Dataset records
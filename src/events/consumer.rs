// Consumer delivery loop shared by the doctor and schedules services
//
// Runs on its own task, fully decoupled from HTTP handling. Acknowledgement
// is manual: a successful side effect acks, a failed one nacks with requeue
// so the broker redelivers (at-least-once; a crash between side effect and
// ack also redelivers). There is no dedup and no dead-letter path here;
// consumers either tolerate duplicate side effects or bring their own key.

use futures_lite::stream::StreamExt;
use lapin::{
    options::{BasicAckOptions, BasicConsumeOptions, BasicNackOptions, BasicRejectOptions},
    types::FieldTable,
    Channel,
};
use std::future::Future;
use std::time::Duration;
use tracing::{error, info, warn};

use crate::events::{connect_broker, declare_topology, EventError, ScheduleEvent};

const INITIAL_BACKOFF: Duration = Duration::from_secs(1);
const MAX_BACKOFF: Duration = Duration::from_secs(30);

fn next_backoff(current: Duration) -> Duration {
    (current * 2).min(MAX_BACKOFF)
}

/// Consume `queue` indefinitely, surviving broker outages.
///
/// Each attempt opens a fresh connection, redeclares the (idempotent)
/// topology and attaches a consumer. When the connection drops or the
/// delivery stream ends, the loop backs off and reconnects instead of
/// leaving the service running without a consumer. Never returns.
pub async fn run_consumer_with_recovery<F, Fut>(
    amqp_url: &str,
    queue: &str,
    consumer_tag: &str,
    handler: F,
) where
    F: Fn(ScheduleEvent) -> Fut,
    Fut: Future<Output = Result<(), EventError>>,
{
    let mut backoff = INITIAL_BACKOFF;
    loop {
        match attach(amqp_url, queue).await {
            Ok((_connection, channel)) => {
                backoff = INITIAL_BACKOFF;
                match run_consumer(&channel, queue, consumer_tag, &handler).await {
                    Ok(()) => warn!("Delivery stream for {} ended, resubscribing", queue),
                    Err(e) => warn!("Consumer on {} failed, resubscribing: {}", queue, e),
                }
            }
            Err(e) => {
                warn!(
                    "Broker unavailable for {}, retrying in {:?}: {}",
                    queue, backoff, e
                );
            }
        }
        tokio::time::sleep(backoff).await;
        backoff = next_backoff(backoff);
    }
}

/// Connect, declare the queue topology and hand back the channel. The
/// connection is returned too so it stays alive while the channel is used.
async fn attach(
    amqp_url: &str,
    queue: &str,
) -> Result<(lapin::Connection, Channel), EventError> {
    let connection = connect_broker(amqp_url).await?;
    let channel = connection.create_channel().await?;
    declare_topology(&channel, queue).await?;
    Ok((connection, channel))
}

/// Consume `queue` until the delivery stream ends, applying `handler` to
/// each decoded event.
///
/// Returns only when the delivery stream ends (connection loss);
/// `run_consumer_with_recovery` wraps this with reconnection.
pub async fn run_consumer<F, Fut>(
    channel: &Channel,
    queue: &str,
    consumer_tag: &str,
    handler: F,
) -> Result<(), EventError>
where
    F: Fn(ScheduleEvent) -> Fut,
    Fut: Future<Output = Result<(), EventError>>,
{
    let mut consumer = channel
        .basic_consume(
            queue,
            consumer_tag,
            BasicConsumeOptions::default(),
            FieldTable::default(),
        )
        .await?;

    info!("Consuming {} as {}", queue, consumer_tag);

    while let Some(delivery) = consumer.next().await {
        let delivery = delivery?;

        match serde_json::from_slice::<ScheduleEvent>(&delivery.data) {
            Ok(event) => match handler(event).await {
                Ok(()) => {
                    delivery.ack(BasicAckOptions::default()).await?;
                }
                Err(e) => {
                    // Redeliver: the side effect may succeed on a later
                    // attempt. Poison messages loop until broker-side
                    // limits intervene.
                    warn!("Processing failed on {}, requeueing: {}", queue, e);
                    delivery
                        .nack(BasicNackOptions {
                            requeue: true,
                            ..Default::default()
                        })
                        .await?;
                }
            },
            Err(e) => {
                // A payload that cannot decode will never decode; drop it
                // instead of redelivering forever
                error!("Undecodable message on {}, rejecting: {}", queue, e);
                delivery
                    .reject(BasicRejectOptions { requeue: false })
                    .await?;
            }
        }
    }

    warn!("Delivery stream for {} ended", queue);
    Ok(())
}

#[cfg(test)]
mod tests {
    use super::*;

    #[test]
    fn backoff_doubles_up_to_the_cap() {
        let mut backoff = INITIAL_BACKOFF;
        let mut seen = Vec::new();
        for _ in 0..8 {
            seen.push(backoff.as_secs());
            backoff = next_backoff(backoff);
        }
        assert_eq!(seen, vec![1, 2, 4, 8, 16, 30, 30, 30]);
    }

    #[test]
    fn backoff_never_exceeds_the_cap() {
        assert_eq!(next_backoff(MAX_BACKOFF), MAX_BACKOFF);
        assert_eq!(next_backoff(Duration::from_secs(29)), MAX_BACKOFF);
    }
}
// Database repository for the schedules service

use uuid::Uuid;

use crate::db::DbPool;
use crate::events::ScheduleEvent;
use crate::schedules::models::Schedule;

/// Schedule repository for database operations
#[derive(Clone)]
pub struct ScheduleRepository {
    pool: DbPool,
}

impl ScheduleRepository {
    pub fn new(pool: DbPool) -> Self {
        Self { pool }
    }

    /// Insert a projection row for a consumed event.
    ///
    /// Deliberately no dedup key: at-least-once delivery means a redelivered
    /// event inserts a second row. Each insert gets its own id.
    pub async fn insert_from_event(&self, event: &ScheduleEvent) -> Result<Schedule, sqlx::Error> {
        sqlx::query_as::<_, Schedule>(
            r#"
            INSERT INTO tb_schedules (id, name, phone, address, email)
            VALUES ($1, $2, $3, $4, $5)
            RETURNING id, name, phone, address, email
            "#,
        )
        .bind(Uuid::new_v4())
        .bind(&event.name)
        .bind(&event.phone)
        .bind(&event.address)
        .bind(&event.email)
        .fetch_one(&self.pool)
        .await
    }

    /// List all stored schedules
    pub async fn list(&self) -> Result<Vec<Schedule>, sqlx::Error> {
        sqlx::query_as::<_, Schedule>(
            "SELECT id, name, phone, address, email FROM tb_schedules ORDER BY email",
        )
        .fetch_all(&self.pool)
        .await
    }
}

--

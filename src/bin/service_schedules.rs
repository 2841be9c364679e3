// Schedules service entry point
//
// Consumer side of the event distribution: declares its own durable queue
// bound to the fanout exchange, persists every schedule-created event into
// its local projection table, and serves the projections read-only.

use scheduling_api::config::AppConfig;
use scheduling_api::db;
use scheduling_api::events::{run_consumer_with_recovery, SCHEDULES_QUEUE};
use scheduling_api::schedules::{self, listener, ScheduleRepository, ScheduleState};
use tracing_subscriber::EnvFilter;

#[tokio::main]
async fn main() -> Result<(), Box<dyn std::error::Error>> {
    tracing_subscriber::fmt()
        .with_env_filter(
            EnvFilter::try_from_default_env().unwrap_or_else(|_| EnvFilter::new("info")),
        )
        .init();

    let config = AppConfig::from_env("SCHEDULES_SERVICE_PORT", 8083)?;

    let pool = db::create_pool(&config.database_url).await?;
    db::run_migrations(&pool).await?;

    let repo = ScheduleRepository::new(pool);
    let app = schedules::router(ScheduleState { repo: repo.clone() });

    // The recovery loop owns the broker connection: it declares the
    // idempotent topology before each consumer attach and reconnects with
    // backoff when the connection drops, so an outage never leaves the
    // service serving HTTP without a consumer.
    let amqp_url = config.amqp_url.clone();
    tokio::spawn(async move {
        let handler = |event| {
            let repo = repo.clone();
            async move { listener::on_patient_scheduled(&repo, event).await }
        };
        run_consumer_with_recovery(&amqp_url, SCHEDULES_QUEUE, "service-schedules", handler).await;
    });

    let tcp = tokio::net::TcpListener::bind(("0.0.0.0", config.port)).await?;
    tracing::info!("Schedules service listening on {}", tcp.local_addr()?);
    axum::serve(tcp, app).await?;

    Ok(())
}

==

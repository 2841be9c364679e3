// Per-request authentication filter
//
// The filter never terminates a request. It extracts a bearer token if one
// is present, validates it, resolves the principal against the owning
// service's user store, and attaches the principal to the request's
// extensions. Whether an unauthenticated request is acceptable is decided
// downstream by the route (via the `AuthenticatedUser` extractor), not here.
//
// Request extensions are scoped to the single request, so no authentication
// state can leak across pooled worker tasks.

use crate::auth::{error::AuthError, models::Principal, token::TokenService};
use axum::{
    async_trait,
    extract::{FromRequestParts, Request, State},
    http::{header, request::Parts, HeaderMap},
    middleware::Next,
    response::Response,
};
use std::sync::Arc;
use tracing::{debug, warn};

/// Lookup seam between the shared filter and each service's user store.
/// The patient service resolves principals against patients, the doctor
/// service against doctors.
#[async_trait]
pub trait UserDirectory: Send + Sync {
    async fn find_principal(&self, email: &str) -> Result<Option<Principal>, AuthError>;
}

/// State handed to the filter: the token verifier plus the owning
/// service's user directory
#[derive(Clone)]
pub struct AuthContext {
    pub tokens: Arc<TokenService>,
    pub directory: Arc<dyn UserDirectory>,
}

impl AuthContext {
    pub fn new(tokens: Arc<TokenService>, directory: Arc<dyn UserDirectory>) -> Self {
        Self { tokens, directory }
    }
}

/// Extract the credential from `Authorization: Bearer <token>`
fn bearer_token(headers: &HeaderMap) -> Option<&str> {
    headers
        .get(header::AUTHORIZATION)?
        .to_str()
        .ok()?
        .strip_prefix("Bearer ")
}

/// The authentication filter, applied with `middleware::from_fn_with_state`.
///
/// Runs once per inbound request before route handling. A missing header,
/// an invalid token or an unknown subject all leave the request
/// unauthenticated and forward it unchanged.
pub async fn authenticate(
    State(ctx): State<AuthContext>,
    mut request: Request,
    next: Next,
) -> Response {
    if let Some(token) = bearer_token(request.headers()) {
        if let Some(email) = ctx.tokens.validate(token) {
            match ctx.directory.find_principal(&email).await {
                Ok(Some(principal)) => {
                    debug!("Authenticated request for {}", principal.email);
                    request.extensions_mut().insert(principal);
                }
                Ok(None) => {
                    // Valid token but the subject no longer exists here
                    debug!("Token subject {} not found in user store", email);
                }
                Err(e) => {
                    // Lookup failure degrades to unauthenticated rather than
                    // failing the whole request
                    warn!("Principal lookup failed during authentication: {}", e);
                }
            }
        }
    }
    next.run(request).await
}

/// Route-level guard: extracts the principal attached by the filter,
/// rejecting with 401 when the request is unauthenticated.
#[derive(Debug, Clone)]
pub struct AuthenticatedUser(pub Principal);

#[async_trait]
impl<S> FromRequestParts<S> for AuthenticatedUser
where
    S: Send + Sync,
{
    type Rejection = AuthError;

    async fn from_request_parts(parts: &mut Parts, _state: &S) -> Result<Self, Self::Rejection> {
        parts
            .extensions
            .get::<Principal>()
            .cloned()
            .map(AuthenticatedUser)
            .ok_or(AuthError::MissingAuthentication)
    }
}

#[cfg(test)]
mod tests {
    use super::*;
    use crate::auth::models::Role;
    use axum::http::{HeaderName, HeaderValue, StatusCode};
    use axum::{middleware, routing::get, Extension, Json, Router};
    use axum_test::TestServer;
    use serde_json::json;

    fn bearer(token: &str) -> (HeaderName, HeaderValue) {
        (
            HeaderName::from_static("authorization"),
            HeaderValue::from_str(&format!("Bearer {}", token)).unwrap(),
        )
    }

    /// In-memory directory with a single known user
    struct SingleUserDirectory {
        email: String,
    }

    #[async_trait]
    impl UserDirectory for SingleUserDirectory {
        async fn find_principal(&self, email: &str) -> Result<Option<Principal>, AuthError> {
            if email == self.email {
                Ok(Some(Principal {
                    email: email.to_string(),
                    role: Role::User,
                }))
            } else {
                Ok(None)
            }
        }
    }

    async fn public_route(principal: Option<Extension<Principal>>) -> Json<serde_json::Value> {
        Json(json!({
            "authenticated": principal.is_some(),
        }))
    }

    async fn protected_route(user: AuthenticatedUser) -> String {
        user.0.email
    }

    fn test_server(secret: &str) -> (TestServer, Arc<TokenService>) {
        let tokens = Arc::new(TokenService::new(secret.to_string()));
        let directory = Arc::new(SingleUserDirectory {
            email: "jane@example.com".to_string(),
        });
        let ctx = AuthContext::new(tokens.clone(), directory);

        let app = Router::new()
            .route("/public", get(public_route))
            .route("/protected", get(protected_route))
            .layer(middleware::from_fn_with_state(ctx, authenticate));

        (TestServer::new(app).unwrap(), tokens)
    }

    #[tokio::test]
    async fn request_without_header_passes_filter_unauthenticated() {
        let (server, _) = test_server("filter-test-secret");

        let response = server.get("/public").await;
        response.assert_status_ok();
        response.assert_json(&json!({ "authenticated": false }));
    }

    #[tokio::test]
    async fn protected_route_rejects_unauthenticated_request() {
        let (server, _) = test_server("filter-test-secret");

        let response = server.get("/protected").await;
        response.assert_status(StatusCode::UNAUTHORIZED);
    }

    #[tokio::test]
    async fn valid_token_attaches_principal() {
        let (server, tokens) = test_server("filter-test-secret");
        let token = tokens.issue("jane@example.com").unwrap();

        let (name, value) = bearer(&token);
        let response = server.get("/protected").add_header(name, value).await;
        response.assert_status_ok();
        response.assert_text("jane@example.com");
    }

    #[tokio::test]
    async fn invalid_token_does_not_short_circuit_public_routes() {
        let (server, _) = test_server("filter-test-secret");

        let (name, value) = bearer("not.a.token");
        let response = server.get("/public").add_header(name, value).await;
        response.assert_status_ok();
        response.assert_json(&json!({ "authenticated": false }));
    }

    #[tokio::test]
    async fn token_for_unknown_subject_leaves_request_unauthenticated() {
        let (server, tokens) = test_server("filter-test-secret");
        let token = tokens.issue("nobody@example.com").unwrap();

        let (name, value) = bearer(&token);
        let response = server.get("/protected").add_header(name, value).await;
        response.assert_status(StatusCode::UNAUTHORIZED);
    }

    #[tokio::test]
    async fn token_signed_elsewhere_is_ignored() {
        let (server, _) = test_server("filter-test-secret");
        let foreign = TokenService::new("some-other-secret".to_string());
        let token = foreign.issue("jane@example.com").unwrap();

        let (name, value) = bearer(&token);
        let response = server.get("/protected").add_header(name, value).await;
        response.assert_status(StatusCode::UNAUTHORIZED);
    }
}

WHAT YOU WILL DO = Report the number of lines, in the entries above, that contain the word "Runs", without any other text.

ANSWER TO THIS EXERCISE = 2